Four Audited Categories
- Regulatory and protocol compliance
- 1572 (PI's contract with federal
government)
- Protocol (amendments)
- Informed consent
- Other IRB forms
- Communication (IRB, sponsor, etc.)
- Other (training, etc.)
- Subject (may be all subjects or a representative
sample)
- Consent
- Eligibility
- Adverse events/complications
- Other
- Adverse events or complications
- Recorded vs. reported
- SAEs
- Other
- Data management
- Source documents
- Case report forms
Following completion of the on-site audit, a summary
will be compiled by the Research Study Coordinator and reviewed by
the IRB. The Investigator will be sent a letter from the IRB indicating
the findings, along with an outline of any remedies required and a date
by which such remedies must be completed.
If after reviewing the audit findings, the IRB feels that the research is
not being conducted in accordance with the IRB's requirements, or according
to good clinical practice standards, the IRB has the authority to suspend or
terminate approval of the research. Any suspension or termination of approval
will include a statement of the reasons for the IRB's action and will be reported
promptly to the investigator (in writing). The suspension or termination will
also be reported to the institutional officials, the sponsor and the Food
and Drug Administration (FDA). The report to the FDA is required if:
- The protocol
is suspended for more than 30 days
- The protocol is terminated
- The investigator is given remedies to
be fulfilled in order to lift the suspension and these remedies are not
accomplished by the deadline indicated by the IRB
Note: The sponsor, upon receipt of the
IRB's notice of suspension, may also impose additional sanctions upon the
investigator. These sanctions must be reported to the IRB by the investigator
when they are received and when the sanctions have been lifted.
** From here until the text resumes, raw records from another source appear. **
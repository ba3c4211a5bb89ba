//! The 5×5 bingo card.
//!
//! Column `c` (0-indexed) holds numbers from the inclusive range
//! `[c*15+1, c*15+15]`, so the classic layout is B:1-15, I:16-30,
//! N:31-45, G:46-60, O:61-75. Ranges never overlap, which makes every
//! number on a card globally unique. The center cell is the free space
//! and holds no number.
//!
//! A card is immutable once generated.

use serde::{Deserialize, Serialize};

use crate::core::{Cell, GRID_SIZE};

/// Numbers per column range (and count of columns × that = 75).
pub const COLUMN_SPAN: u8 = 15;

/// Highest drawable number.
pub const MAX_NUMBER: u8 = 75;

/// Column header letters, left to right.
pub const COLUMN_LETTERS: [char; 5] = ['B', 'I', 'N', 'G', 'O'];

/// Inclusive number range for a column.
#[must_use]
pub fn column_range(col: u8) -> std::ops::RangeInclusive<u8> {
    assert!(col < GRID_SIZE, "Column out of 5x5 grid");
    (col * COLUMN_SPAN + 1)..=((col + 1) * COLUMN_SPAN)
}

/// All 12 winnable lines: 5 rows, 5 columns, 2 main diagonals.
pub fn lines() -> impl Iterator<Item = [Cell; 5]> {
    let rows = (0..GRID_SIZE).map(|r| -> [Cell; 5] { std::array::from_fn(|c| Cell::new(c as u8, r)) });
    let cols = (0..GRID_SIZE).map(|c| -> [Cell; 5] { std::array::from_fn(|r| Cell::new(c, r as u8)) });
    let diagonals: [[Cell; 5]; 2] = [
        std::array::from_fn(|i| Cell::new(i as u8, i as u8)),
        std::array::from_fn(|i| Cell::new(4 - i as u8, i as u8)),
    ];
    rows.chain(cols).chain(diagonals)
}

/// An immutable randomized bingo card.
///
/// Stored column-major: `numbers[col][row]`. The free space is `None`;
/// every other cell is `Some(number)`.
#[derive(Clone, Debug, PartialEq, Eq, Serialize, Deserialize)]
pub struct Card {
    numbers: [[Option<u8>; 5]; 5],
}

impl Card {
    /// Build a card from per-column numbers, row order preserved.
    ///
    /// The value supplied at the free space is discarded; the cell is
    /// reserved and holds no number.
    #[must_use]
    pub fn from_columns(columns: [[u8; 5]; 5]) -> Self {
        let mut numbers = [[None; 5]; 5];
        for cell in Cell::all() {
            if !cell.is_free() {
                numbers[cell.col as usize][cell.row as usize] =
                    Some(columns[cell.col as usize][cell.row as usize]);
            }
        }
        Self { numbers }
    }

    /// Number printed at a cell, or `None` for the free space.
    #[must_use]
    pub fn number_at(&self, cell: Cell) -> Option<u8> {
        self.numbers[cell.col as usize][cell.row as usize]
    }

    /// Locate a number on the card.
    #[must_use]
    pub fn cell_of(&self, number: u8) -> Option<Cell> {
        Cell::all().find(|&cell| self.number_at(cell) == Some(number))
    }

    /// Whether a number appears anywhere on the card.
    #[must_use]
    pub fn contains(&self, number: u8) -> bool {
        self.cell_of(number).is_some()
    }

    /// Column letter for a drawable number (B-7, N-42, ...).
    #[must_use]
    pub fn letter_for(number: u8) -> char {
        assert!(
            (1..=MAX_NUMBER).contains(&number),
            "Number outside 1..=75"
        );
        COLUMN_LETTERS[((number - 1) / COLUMN_SPAN) as usize]
    }
}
Research Audit/Self-Assessment
The Research Audit/Self-Assessment was designed as an educational tool to:
- Help the researcher assess and/or audit his/her research for compliance
- Assist the Human Subject Protection Office in assessing the educational
needs of researchers and/or the research staff.
Click here for the Research Audit/Self-Assessment form. Take your time and
answer each question. Once you have completed the form, return it to the Human
Subject Protection Office. The staff will review your audit, and, if necessary,
contact you to assist you in bringing your research study into compliance.